Gli operai sono alle ultime rifiniture di un insolito progetto residenziale nel nord di Parigi: la riconversione di un ex parcheggio sopraelevato in 83 appartamenti ad affitto accessibile, sovvenzionati dallo stato. Entro poco tempo un gruppo di persone selezionate in base a criteri specifici – studenti, famiglie monoparentali e cittadini a basso reddito – si trasferirà nelle nuove abitazioni di rue Nollet, contribuendo ad alleviare la cronica carenza di alloggi nella capitale francese. Gli architetti hanno reso vivibili gli spazi bui e in cemento dell’edificio, aprendo la parte centrale per creare un cortile interno con giardino e ricavando due edifici paralleli con facciate finestrate. Inoltre è stato necessario bonificare l’area dall’inquinamento sotterraneo e garantire la stabilità strutturale. “Riconvertire un parcheggio è come un’opera di alta sartoria: è un lavoro tecnico, ma estremamente gratificante”, spiega Sandra de Giorgio, architetta a capo del progetto. Il suo studio ha già realizzato quattro interventi simili.

L’opera fa parte di una strategia che la giunta di sinistra porta avanti da anni e che punta a portare al 40 per cento la quota di case sovvenzionate entro il 2035. Il 30 per cento sarà riservato a persone senza reddito o a basso reddito e il restante 10 per cento a chi rientra nei redditi medi. Per raggiungere l’obiettivo l’amministrazione guidata dalla sindaca socialista Anne Hidalgo sta ampliando il ventaglio degli interventi, considerati l’unico modo per correggere le distorsioni del mercato, accentuate dagli affitti turistici a breve termine e dagli appartamenti vuoti. Tra le misure adottate c’è l’uso del “diritto di prelazione”: il comune può bloccare una compravendita immobiliare e acquistare direttamente l’edificio per convertirlo in case popolari. Il nuovo piano urbanistico ha individuato circa 800 edifici – un terzo sono uffici – come potenziali candidati all’esproprio.
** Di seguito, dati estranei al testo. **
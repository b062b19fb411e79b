//! Dashboard flows: upload, share list and share detail.

pub mod detail;
pub mod list;
pub mod upload;

pub use detail::ShareDetailView;
pub use list::ShareListView;
pub use upload::{SettingsOutcome, UploadFlow, UploadReport, UploadSettings};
I costruttori, inoltre, dovranno destinare una percentuale molto più alta dei nuovi fabbricati all’edilizia sociale: fino al 50 per cento nei municipi con forte deficit abitativo. Anche i proprietari di uffici saranno tenuti a prevedere una quota di alloggi popolari in caso di nuove costruzioni o grandi ristrutturazioni.
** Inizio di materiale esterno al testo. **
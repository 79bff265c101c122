//! Multipart form data through the factory.

use crate::helpers::*;
use server_request::request::UploadLimits;
use server_request::{Error, SimulatedServerRequestFactory};

const BOUNDARY: &str = "----FormBoundary7MA4YWxk";

fn multipart_request(body: Vec<u8>) -> http::Request<bytes::Bytes> {
    request(
        "POST",
        "/upload",
        &[(
            "Content-Type",
            "multipart/form-data; boundary=----FormBoundary7MA4YWxk",
        )],
        body,
    )
}

/// Test text field and text/plain file part both become fields
#[test]
fn test_text_plain_parts_are_fields() {
    let body = multipart_body(
        BOUNDARY,
        &[
            part(
                BOUNDARY,
                &["Content-Disposition: form-data; name=\"title\""],
                b"Hello",
            ),
            part(
                BOUNDARY,
                &[
                    "Content-Disposition: form-data; name=\"upload\"; filename=\"a.txt\"",
                    "Content-Type: text/plain",
                ],
                b"plain text",
            ),
        ],
    );

    let req = convert(multipart_request(body));

    assert_eq!(req.parsed_field("title"), Some("Hello"));
    assert_eq!(req.parsed_field("upload"), Some("plain text"));
    assert!(req.uploaded_file("upload").is_none());
    assert!(req.uploaded_files().is_empty());
}

/// Test binary part becomes an uploaded file
#[test]
fn test_png_part_is_file() {
    let png: &[u8] = b"\x89PNG\r\n\x1a\n\0\0\0\rIHDR";
    let body = multipart_body(
        BOUNDARY,
        &[
            part(
                BOUNDARY,
                &["Content-Disposition: form-data; name=\"title\""],
                b"Hello",
            ),
            part(
                BOUNDARY,
                &[
                    "Content-Disposition: form-data; name=\"upload\"; filename=\"a.png\"",
                    "Content-Type: image/png",
                ],
                png,
            ),
        ],
    );

    let mut req = convert(multipart_request(body));

    assert_eq!(req.parsed_field("title"), Some("Hello"));

    let mut file = req.take_uploaded_file("upload").expect("upload missing");
    // Files keep the CRLF before the next delimiter
    assert_eq!(file.size, png.len() as u64 + 2);
    assert!(file.is_ok());
    assert_eq!(file.client_filename.as_deref(), Some("a.png"));
    assert_eq!(file.client_media_type.as_deref(), Some("image/png"));
    assert_eq!(file.read_all().unwrap(), [png, b"\r\n"].concat());

    assert!(req.uploaded_files().is_empty());
}

/// Test file part without filename
#[test]
fn test_file_without_filename() {
    let body = multipart_body(
        BOUNDARY,
        &[part(
            BOUNDARY,
            &[
                "Content-Disposition: form-data; name=\"data\"",
                "Content-Type: application/octet-stream",
            ],
            b"\x00\x01\x02",
        )],
    );

    let req = convert(multipart_request(body));
    let file = req.uploaded_file("data").expect("data missing");

    assert_eq!(file.size, 5);
    assert!(file.client_filename.is_none());
}

/// Test header names are case-insensitive
#[test]
fn test_header_case() {
    let body = multipart_body(
        BOUNDARY,
        &[part(
            BOUNDARY,
            &[
                "CONTENT-DISPOSITION: form-data; name=\"doc\"; filename=\"d.pdf\"",
                "content-type: application/pdf",
            ],
            b"%PDF",
        )],
    );

    let req = convert(multipart_request(body));
    assert!(req.uploaded_file("doc").is_some());
}

/// Test malformed part surfaces a distinct error
#[test]
fn test_malformed_part() {
    let body = format!(
        "--{b}\r\nContent-Disposition: form-data; name=\"a\"\r\nno blank line\r\n--{b}--\r\n",
        b = BOUNDARY
    );

    let err = try_convert(multipart_request(body.into_bytes())).unwrap_err();
    assert!(matches!(err, Error::MalformedMultipartPart { index: 1, .. }));
}

/// Test oversize files are flagged, not dropped
#[test]
fn test_oversize_file() {
    let body = multipart_body(
        BOUNDARY,
        &[part(
            BOUNDARY,
            &[
                "Content-Disposition: form-data; name=\"big\"; filename=\"big.bin\"",
                "Content-Type: application/octet-stream",
            ],
            &[0u8; 64],
        )],
    );

    let factory = SimulatedServerRequestFactory::new().upload_limits(UploadLimits {
        max_file_size: Some(16),
        ..UploadLimits::default()
    });
    let req = factory.convert(multipart_request(body)).unwrap();
    let file = req.uploaded_file("big").expect("big missing");

    assert_eq!(file.size, 66);
    assert_eq!(file.error, 1);
    assert!(!file.is_ok());
}

/// Test files larger than the spool threshold still round-trip
#[test]
fn test_spooled_to_disk() {
    let content = vec![b'x'; 4096];
    let body = multipart_body(
        BOUNDARY,
        &[part(
            BOUNDARY,
            &[
                "Content-Disposition: form-data; name=\"f\"; filename=\"f.bin\"",
                "Content-Type: application/octet-stream",
            ],
            &content,
        )],
    );

    let factory = SimulatedServerRequestFactory::new().upload_limits(UploadLimits {
        spool_threshold: 1024,
        max_file_size: None,
    });
    let req = factory.convert(multipart_request(body)).unwrap();

    let mut files = req.into_uploaded_files();
    let (name, file) = &mut files[0];
    assert_eq!(name, "f");
    assert!(file.stream.is_rolled());
    assert_eq!(file.read_all().unwrap(), [&content[..], b"\r\n"].concat());
}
Jacques Baudrier, vicesindaco comunista con delega alla casa, difende questa politica, necessaria per permettere alla classe lavoratrice – dagli insegnanti ai pompieri – di continuare a vivere in città. “Se lasciamo fare al mercato, avremo solo uffici, appartamenti a uso turistico e seconde case: una Parigi senza parigini, una Parigi per i ricchi”, ha dichiarato.
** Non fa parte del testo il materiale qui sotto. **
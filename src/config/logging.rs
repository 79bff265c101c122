//! Logging configuration.

use tracing_subscriber::EnvFilter;

use super::parse::{env_opt, env_or};
use super::ConfigError;

const DEFAULT_FILTER: &str = "server_request=info";
const LEVELS: [&str; 5] = ["trace", "debug", "info", "warn", "error"];

/// Logging configuration loaded from environment.
#[derive(Clone, Debug)]
pub struct LoggingConfig {
    /// Validated filter directives.
    pub filter: String,
    /// Service name for structured logging.
    pub service_name: String,
}

impl Default for LoggingConfig {
    fn default() -> Self {
        Self {
            filter: DEFAULT_FILTER.to_string(),
            service_name: "server_request".to_string(),
        }
    }
}

impl LoggingConfig {
    /// Load configuration from environment variables.
    ///
    /// - `LOG_LEVEL`: one of trace, debug, info, warn, error; scoped to this crate
    /// - `RUST_LOG`: full filter syntax, used when `LOG_LEVEL` is unset
    /// - `SERVICE_NAME`: `ctx.service` of every log line
    pub fn from_env() -> Result<Self, ConfigError> {
        Ok(Self {
            filter: Self::resolve_filter(env_opt("LOG_LEVEL"), env_opt("RUST_LOG"))?,
            service_name: env_or("SERVICE_NAME", "server_request"),
        })
    }

    /// Pick the filter from `LOG_LEVEL` or `RUST_LOG` and check it parses.
    fn resolve_filter(
        log_level: Option<String>,
        rust_log: Option<String>,
    ) -> Result<String, ConfigError> {
        if let Some(level) = log_level {
            let level = level.to_lowercase();
            if !LEVELS.contains(&level.as_str()) {
                return Err(ConfigError::Invalid {
                    key: "LOG_LEVEL".into(),
                    message: format!("expected one of {}, got '{}'", LEVELS.join(", "), level),
                });
            }
            return Ok(format!("server_request={}", level));
        }

        let Some(filter) = rust_log else {
            return Ok(DEFAULT_FILTER.to_string());
        };

        EnvFilter::try_new(&filter).map_err(|e| ConfigError::Parse {
            key: "RUST_LOG".into(),
            value: filter.clone(),
            error: e.to_string(),
        })?;
        Ok(filter)
    }
}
Grandi città in tutto il mondo, da New York a Barcellona, affrontano problemi simili legati alla carenza e all’accessibilità degli alloggi. Parigi, però, sta adottando misure più radicali per contrastarli. La questione degli alloggi sarà centrale nelle elezioni amministrative della prossima primavera anche nella capitale, che la destra punta a riconquistare per la prima volta dal 2001.

Con una politica nazionale in profonda crisi il governo ha fatto poco per fronteggiare il problema del costo e della disponibilità degli alloggi, che secondo i sondaggi è una delle priorità per gli elettori. Se il piano per arrivare al 40 per cento di abitazioni sovvenzionate a Parigi avrà successo, potrebbe trasformare profondamente la composizione demografica ed economica della città e, secondo alcuni, migliorare la qualità della vita. Altri, però, sostengono che questi interventi rischiano di far diminuire le entrate fiscali e accelerare i trasferimenti in periferia. Negli ultimi dieci anni la popolazione di Parigi è calata del 5 per cento, mentre in molte altre capitali europee è cresciuta.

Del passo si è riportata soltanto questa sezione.